Application of Artificial Neural Networks to Predict Prolonged Operative Timing during Laparoscopic Colorectal Cancer Surgery
Author(s):
Ghamrawi W1, Boal M1, Hermena S2, Curtis NJ2, Farag M3, Salib E3
and Francis NK1,2*
Aim: Prolonged operative timing is likely to negatively impact clinical outcomes and accurate preoperative prediction of those likely to undergo longer procedures can assist theatre planning and postoperative care. We aimed to apply artificial neural networks (ANN) as a predictive tool for a prolonged operating time in laparoscopic colorectal surgery.

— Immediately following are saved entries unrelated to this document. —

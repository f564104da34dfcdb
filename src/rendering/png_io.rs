//! PNG decoding to and encoding from RGBA8 pixel buffers.

use dither_core::PixelBuffer;

use crate::error::ImageError;

/// Decode a PNG into an RGBA8 buffer.
///
/// Palette, grayscale and 16-bit images are expanded and stripped to 8 bits
/// per channel first; missing alpha becomes fully opaque.
pub fn decode_png(bytes: &[u8]) -> Result<PixelBuffer, ImageError> {
    let mut decoder = png::Decoder::new(bytes);
    decoder.set_transformations(png::Transformations::normalize_to_color8());
    let mut reader = decoder.read_info()?;

    let mut raw = vec![0u8; reader.output_buffer_size()];
    let info = reader.next_frame(&mut raw)?;
    raw.truncate(info.buffer_size());

    if info.bit_depth != png::BitDepth::Eight {
        return Err(ImageError::Unsupported(format!(
            "bit depth {:?} after expansion",
            info.bit_depth
        )));
    }

    let pixel_count = info.width as usize * info.height as usize;
    let rgba = match info.color_type {
        png::ColorType::Rgba => raw,
        png::ColorType::Rgb => expand(&raw, pixel_count, 3, |px| [px[0], px[1], px[2], 255]),
        png::ColorType::GrayscaleAlpha => {
            expand(&raw, pixel_count, 2, |px| [px[0], px[0], px[0], px[1]])
        }
        png::ColorType::Grayscale => expand(&raw, pixel_count, 1, |px| [px[0], px[0], px[0], 255]),
        png::ColorType::Indexed => {
            return Err(ImageError::Unsupported(
                "indexed color was not expanded".to_string(),
            ))
        }
    };

    tracing::debug!(
        width = info.width,
        height = info.height,
        color_type = ?info.color_type,
        "Decoded PNG"
    );

    Ok(PixelBuffer::new(info.width, info.height, rgba)?)
}

fn expand(
    raw: &[u8],
    pixel_count: usize,
    channels: usize,
    f: impl Fn(&[u8]) -> [u8; 4],
) -> Vec<u8> {
    let mut rgba = Vec::with_capacity(pixel_count * 4);
    for px in raw.chunks_exact(channels) {
        rgba.extend_from_slice(&f(px));
    }
    rgba
}

/// Encode an RGBA8 buffer as PNG.
pub fn encode_png(buffer: &PixelBuffer) -> Result<Vec<u8>, ImageError> {
    let mut out = Vec::new();
    {
        let mut encoder = png::Encoder::new(&mut out, buffer.width(), buffer.height());
        encoder.set_color(png::ColorType::Rgba);
        encoder.set_depth(png::BitDepth::Eight);
        encoder.set_compression(png::Compression::Default);

        let mut writer = encoder.write_header()?;
        writer.write_image_data(buffer.as_bytes())?;
    }
    Ok(out)
}

/// Read and decode a PNG file.
pub fn read_png(path: &std::path::Path) -> Result<PixelBuffer, ImageError> {
    let bytes = std::fs::read(path)?;
    decode_png(&bytes)
}

/// Encode and write a PNG file.
pub fn write_png(path: &std::path::Path, buffer: &PixelBuffer) -> Result<(), ImageError> {
    let bytes = encode_png(buffer)?;
    std::fs::write(path, bytes)?;
    Ok(())
}
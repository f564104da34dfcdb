//! Owned RGBA8 pixel buffer.

use crate::api::EngineError;
use crate::color::{luminance, Rgb};

/// An owned `width × height` RGBA8 image, row-major.
///
/// Transforms consume the buffer they are given and return a fresh one,
/// so ownership can move across a thread or message boundary without a
/// copy.
///
/// # Example
///
/// ```
/// use dither_core::PixelBuffer;
///
/// let buffer = PixelBuffer::new(2, 1, vec![0, 0, 0, 255, 255, 255, 255, 255]).unwrap();
/// assert_eq!(buffer.pixel(1, 0), [255, 255, 255, 255]);
///
/// // Length must be width * height * 4
/// assert!(PixelBuffer::new(2, 2, vec![0; 4]).is_err());
/// ```
#[derive(Debug, Clone, PartialEq, Eq)]
pub struct PixelBuffer {
    width: u32,
    height: u32,
    data: Vec<u8>,
}

impl PixelBuffer {
    /// Wrap raw RGBA bytes.
    ///
    /// # Errors
    ///
    /// [`EngineError::InvalidDimensions`] when either dimension is zero or
    /// `data.len() != width * height * 4`.
    pub fn new(width: u32, height: u32, data: Vec<u8>) -> Result<Self, EngineError> {
        let expected = (width as usize)
            .checked_mul(height as usize)
            .and_then(|n| n.checked_mul(4));

        match expected {
            Some(expected) if width > 0 && height > 0 && expected == data.len() => Ok(Self {
                width,
                height,
                data,
            }),
            _ => Err(EngineError::InvalidDimensions {
                width,
                height,
                len: data.len(),
            }),
        }
    }

    /// A buffer filled with one RGBA value.
    pub fn filled(width: u32, height: u32, rgba: [u8; 4]) -> Result<Self, EngineError> {
        let count = (width as usize) * (height as usize);
        Self::new(width, height, rgba.repeat(count))
    }

    #[inline]
    pub fn width(&self) -> u32 {
        self.width
    }

    #[inline]
    pub fn height(&self) -> u32 {
        self.height
    }

    /// Number of pixels.
    #[inline]
    pub fn len(&self) -> usize {
        self.data.len() / 4
    }

    /// Always `false`; zero-sized buffers are rejected at construction.
    #[inline]
    pub fn is_empty(&self) -> bool {
        self.data.is_empty()
    }

    #[inline]
    pub fn as_bytes(&self) -> &[u8] {
        &self.data
    }

    /// Mutable RGBA bytes; the length cannot change through a slice.
    #[inline]
    pub fn as_bytes_mut(&mut self) -> &mut [u8] {
        &mut self.data
    }

    #[inline]
    pub fn into_bytes(self) -> Vec<u8> {
        self.data
    }

    /// RGBA at `(x, y)`.
    ///
    /// # Panics
    ///
    /// When the coordinates are outside the image.
    #[inline]
    pub fn pixel(&self, x: u32, y: u32) -> [u8; 4] {
        assert!(x < self.width && y < self.height, "pixel ({x}, {y}) out of bounds");
        let i = (y as usize * self.width as usize + x as usize) * 4;
        [self.data[i], self.data[i + 1], self.data[i + 2], self.data[i + 3]]
    }

    /// Iterate pixels as `(Rgb, alpha)` in row-major order.
    pub fn pixels(&self) -> impl Iterator<Item = (Rgb, u8)> + '_ {
        self.data
            .chunks_exact(4)
            .map(|px| (Rgb::new(px[0], px[1], px[2]), px[3]))
    }

    /// Per-pixel luminance on the 0..=255 scale, row-major.
    pub fn luminance_plane(&self) -> Vec<f32> {
        self.data
            .chunks_exact(4)
            .map(|px| luminance(px[0] as f32, px[1] as f32, px[2] as f32))
            .collect()
    }

    /// Number of pixels with alpha > 0.
    pub fn opaque_count(&self) -> usize {
        self.data.chunks_exact(4).filter(|px| px[3] > 0).count()
    }
}

/// Binary transparency: 0 stays a hole, anything else is fully opaque.
#[inline]
pub fn binarize_alpha(alpha: u8) -> u8 {
    if alpha == 0 {
        0
    } else {
        255
    }
}

#[cfg(test)]
mod tests {
    use super::*;

    #[test]
    fn test_rejects_wrong_length() {
        let err = PixelBuffer::new(2, 2, vec![0; 15]).unwrap_err();
        assert!(matches!(
            err,
            EngineError::InvalidDimensions {
                width: 2,
                height: 2,
                len: 15
            }
        ));
    }

    #[test]
    fn test_rejects_zero_dimensions() {
        assert!(PixelBuffer::new(0, 3, vec![]).is_err());
        assert!(PixelBuffer::new(3, 0, vec![]).is_err());
    }

    #[test]
    fn test_accessors() {
        let buffer = PixelBuffer::filled(3, 2, [10, 20, 30, 255]).unwrap();
        assert_eq!(buffer.len(), 6);
        assert_eq!(buffer.as_bytes().len(), 24);
        assert_eq!(buffer.pixel(2, 1), [10, 20, 30, 255]);
        assert_eq!(buffer.opaque_count(), 6);
        assert_eq!(buffer.pixels().next(), Some((Rgb::new(10, 20, 30), 255)));
    }

    #[test]
    fn test_luminance_plane() {
        let buffer = PixelBuffer::new(2, 1, vec![255, 255, 255, 255, 0, 0, 0, 0]).unwrap();
        let plane = buffer.luminance_plane();
        assert!((plane[0] - 255.0).abs() < 1e-3);
        assert_eq!(plane[1], 0.0);
    }

    #[test]
    fn test_binarize_alpha() {
        assert_eq!(binarize_alpha(0), 0);
        assert_eq!(binarize_alpha(1), 255);
        assert_eq!(binarize_alpha(255), 255);
    }
}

Methods: A dedicated, prospectively populated database of elective laparoscopic colorectal cancer surgery with curative intent was utilized. The primary endpoint was the prediction of operative time. Variables included in the network were: age, gender, ASA, BMI, stage, location of cancer, and neoadjuvant therapy. A multi-layered perceptron ANN (MLPNN) model was trained and tested alongside unit and multivariate analyses.
Results: Data from 554 patients were included. 400 (72.2%) were used for ANN training and 154 (27.8%) to test predictive accuracy. 59.3% male, mean age of 70 years, and a BMI of 26. 161 (29%) were ASA III. 261 (47%) had rectal cancer and 8.5% underwent neoadjuvant treatment. Mean operative time was 218 minutes (95% CI 210-226) with 436 (78.7%) of less than 5 hours and 16% conversion rate. ANN accurately identified and predicted operative timing overall 87%, and those having surgery less than 5 hours with an accuracy of 93.3%; AUC 0.843 and 93.3%. The ANN findings were accurately cross-validated with a logistic regression model.Conclusion: Artificial neural network using patient demographic and tumor data successfully predicted the timing of surgery and the likelihood of prolonged laparoscopic procedures. This finding could assist the personalization of peri-operative care to enhance the efficiency of theatre utilization.